Saya, Wisnu, Charya dan Tunas meninggalkan meja makan terlebih dahulu. Kami naik ke atas balkon di lantai 3 paling atas rumah Amirul. Di samping antena parabola yang kira-kira berdiameter satu setengah meter kami berdiri memandang lelampuan yang berkedip-kedip di seantero bumi Makassar. Pemandangan malam yang begitu memberi inspirasi bagi keempat santri yang baru saja lepas sesaat dari kehidupan pondok selama enam bulan yang begitu nenegangkan dan memberi nuansa baru bagi kehidupan mereka. Andai setiap malam selalu begini, begitu menyenangkannya hidup ini. Beban harus duduk belajar bahasa yang membosankan di asrama selepas santap malam tidak menggelayut di pundak. Kewajiban menghadiri pengadilan bahasa atau qismul amni setiap jam sembilan malam lenyap seketika, Tidur malam yang tak pernah lelap karena rasa takut dicambuk zorro atau kena lemparan sandal terbang menjelang subuh tinggal kenangan. Ah… alangkah nikmatnya hidup ini jika semua itu memang tidak ada lagi.
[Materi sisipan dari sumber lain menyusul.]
//! Tests that don't fit anywhere else.

use crate::check::{check_err, check_vals};
use sml_interp::{ErrorKind, Options};

#[test]
fn factorial() {
  check_vals("fun fact 0 = 1 | fact n = n * fact (n - 1) val r = fact 10", &[("r", "3628800")]);
}

#[test]
fn closures() {
  check_vals(
    "fun adder n = fn x => x + n val add3 = adder 3 val n = 100 val r = add3 4",
    &[("r", "7")],
  );
}

#[test]
fn mutual_recursion() {
  check_vals(
    r#"
fun even 0 = true | even n = odd (n - 1) and odd 0 = false | odd n = even (n - 1)
val a = even 10
val b = odd 10
"#,
    &[("a", "true"), ("b", "false")],
  );
}

#[test]
fn val_rec() {
  check_vals("val rec f = fn 0 => 1 | n => n * f (n - 1) val r = f 5", &[("r", "120")]);
}

#[test]
fn records() {
  check_vals(
    "val r = {a = 1, b = \"x\"} val a = #a r val t = (1, true) val s = #2 t",
    &[("r", "{ a = 1, b = \"x\" }"), ("a", "1"), ("t", "(1, true)"), ("s", "true")],
  );
  check_vals("val {a, b = c} = {a = 1, b = 2}", &[("a", "1"), ("c", "2")]);
}

#[test]
fn refs() {
  check_vals(
    "val r = ref 0 val _ = r := !r + 5 val a = !r val b = r",
    &[("a", "5"), ("b", "ref 5")],
  );
}

#[test]
fn while_loop() {
  check_vals(
    r#"
val i = ref 0
val sum = ref 0
val _ = while !i < 10 do (i := !i + 1; sum := !sum + !i)
val r = !sum
"#,
    &[("r", "55")],
  );
}

#[test]
fn case_and_if() {
  check_vals(
    r#"
fun f x = case x of 0 => "zero" | 1 => "one" | _ => "many"
val a = f 0
val b = f 7
val c = if 1 < 2 then 3 else 4
"#,
    &[("a", "\"zero\""), ("b", "\"many\""), ("c", "3")],
  );
}

#[test]
fn andalso_orelse() {
  check_vals(
    "val a = true andalso false val b = false orelse true val c = false andalso (1 div 0 = 0)",
    &[("a", "false"), ("b", "true"), ("c", "false")],
  );
}

#[test]
fn as_pat() {
  check_vals("val (x as (a, _)) = (1, 2)", &[("x", "(1, 2)"), ("a", "1")]);
}

#[test]
fn it() {
  check_vals("1 + 2;", &[("it", "3")]);
  check_vals("val it = 4 val x = it", &[("x", "4")]);
}

#[test]
fn constructors() {
  check_vals(
    r#"
datatype t = A | B of int * t
val x = B (1, B (2, A))
fun sum A = 0 | sum (B (n, r)) = n + sum r
val s = sum x
"#,
    &[("x", "B (1, B (2, A))"), ("s", "3")],
  );
  check_vals("val l = 1 :: 2 :: nil", &[("l", "[1, 2]")]);
}

#[test]
fn closures_print_as_fn() {
  check_vals("fun f x = x val g = f", &[("g", "fn")]);
}

#[test]
fn cannot_rebind() {
  let options = Options::default();
  check_err(&options, "val it = 1 exception it", ErrorKind::Elaboration, "cannot re-bind name: it");
  check_err(&options, "fun nil x = x", ErrorKind::Elaboration, "cannot re-bind name: nil");
}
Malam semakin larut,kami berempat masih berdiri memandangi suasana malam yangindah terhampar di bawah sana. Langit nampak cerah dengan bintang gemintang yang berpendar-pendar dengan kerlap kerlipnya yang genit. Skelompok bintang berjumlah sebelas buah sedang membuat formasi “V” mungkin artinya victory. Mereka turut berbahagia atas kebebasan kami malam ini. Aku membalasnya dengan mengacungkan telunjuk dan jari tengah membentuk huruf “V” juga. Victory to you too. Dan kami mulai tersadar bahwa Amirul the leader of the trip dan Ridwan tidak kunjung menyusul naik ke atas balkon. Lantas kemana gerangan kedua anak itu?

“Saya tengok ke bawah dulu ya!”

Aku turun menuju ke meja makan berharap menemukan Amirul dan Ridwan di sana. Tapi ruangan makan sudah gelap. Aku berjalan ke kamar Amirul dimana kami menyimpan tas-tas kami sebelumnya ketika pertama kali tiba di rumah ini. Tapi kamar itu juga kosong melompong. Aku turun ke lantai dua menuju ruangan televisi. Di sana hanya ada Ibu Amirul dan kakak Amirul yang baru saja pulang dari Manila sedang duduk menonton televisi.

“Amirul ada Bu?” Tanya saya pelan ke Ibu Amirul.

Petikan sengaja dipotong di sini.